### [ASSIGNED TASK]
Whenever a line in the data below includes the string "HEIGHT", copy it out.

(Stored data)

*** Begin section ***

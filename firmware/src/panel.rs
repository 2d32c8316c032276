//! HUB75 scan-out for a 64x32, 1/16 scan RGB panel
//!
//! The panel has no memory: rows must be shifted in and lit continuously.
//! Each refresh walks four bit planes (4 bits per channel, binary code
//! modulation), and within a plane the 16 row pairs. Row `n` and row `n + 16`
//! are shifted in together on the upper and lower data lines.
//!
//! Scan-out runs forever on the app core; see `main`.

use esp_hal::delay::Delay;
use esp_hal::gpio::{Level, Output};

use crate::framebuffer::{Framebuffer, HEIGHT, WIDTH};

/// Bits per color channel
pub const COLOR_DEPTH: u8 = 4;

/// Rows lit at once share an address
const SCAN_ROWS: usize = HEIGHT / 2;

/// On-time of the least significant bit plane
const BASE_ON_TIME_US: u32 = 3;

/// 4-bit channels from a raw Rgb565 value
#[inline]
pub fn channels(raw: u16) -> (u8, u8, u8) {
    let r = ((raw >> 11) & 0x1f) as u8;
    let g = ((raw >> 5) & 0x3f) as u8;
    let b = (raw & 0x1f) as u8;
    (r >> 1, g >> 2, b >> 1)
}

/// Every line of the HUB75 connector
pub struct Hub75Pins<'d> {
    pub r1: Output<'d>,
    pub g1: Output<'d>,
    pub b1: Output<'d>,
    pub r2: Output<'d>,
    pub g2: Output<'d>,
    pub b2: Output<'d>,
    pub a: Output<'d>,
    pub b: Output<'d>,
    pub c: Output<'d>,
    pub d: Output<'d>,
    pub clk: Output<'d>,
    pub lat: Output<'d>,
    /// Output enable, active low
    pub oe: Output<'d>,
}

pub struct Hub75<'d> {
    pins: Hub75Pins<'d>,
    delay: Delay,
}

impl<'d> Hub75<'d> {
    pub fn new(mut pins: Hub75Pins<'d>) -> Self {
        pins.oe.set_high();
        pins.lat.set_low();
        pins.clk.set_low();
        Self {
            pins,
            delay: Delay::new(),
        }
    }

    fn select_row(&mut self, row: usize) {
        self.pins.a.set_level(Level::from(row & 0b0001 != 0));
        self.pins.b.set_level(Level::from(row & 0b0010 != 0));
        self.pins.c.set_level(Level::from(row & 0b0100 != 0));
        self.pins.d.set_level(Level::from(row & 0b1000 != 0));
    }

    fn shift_row_pair(&mut self, framebuffer: &Framebuffer, row: usize, plane: u8) {
        let bit = |value: u8| Level::from((value >> plane) & 1 != 0);
        for x in 0..WIDTH {
            let (r1, g1, b1) = channels(framebuffer.get(x, row));
            let (r2, g2, b2) = channels(framebuffer.get(x, row + SCAN_ROWS));
            self.pins.r1.set_level(bit(r1));
            self.pins.g1.set_level(bit(g1));
            self.pins.b1.set_level(bit(b1));
            self.pins.r2.set_level(bit(r2));
            self.pins.g2.set_level(bit(g2));
            self.pins.b2.set_level(bit(b2));
            self.pins.clk.set_high();
            self.pins.clk.set_low();
        }
    }

    /// Show the framebuffer once, all bit planes
    pub fn refresh(&mut self, framebuffer: &Framebuffer) {
        for plane in 0..COLOR_DEPTH {
            for row in 0..SCAN_ROWS {
                self.shift_row_pair(framebuffer, row, plane);

                self.pins.oe.set_high();
                self.select_row(row);
                self.pins.lat.set_high();
                self.pins.lat.set_low();

                self.pins.oe.set_low();
                self.delay.delay_micros(BASE_ON_TIME_US << plane);
                self.pins.oe.set_high();
            }
        }
    }

    /// Scan out forever
    pub fn run(mut self, framebuffer: &Framebuffer) -> ! {
        loop {
            self.refresh(framebuffer);
        }
    }
}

*** End section ***

### [TASK ANSWER]
use crate::framebuffer::{Framebuffer, HEIGHT, WIDTH};
const SCAN_ROWS: usize = HEIGHT / 2;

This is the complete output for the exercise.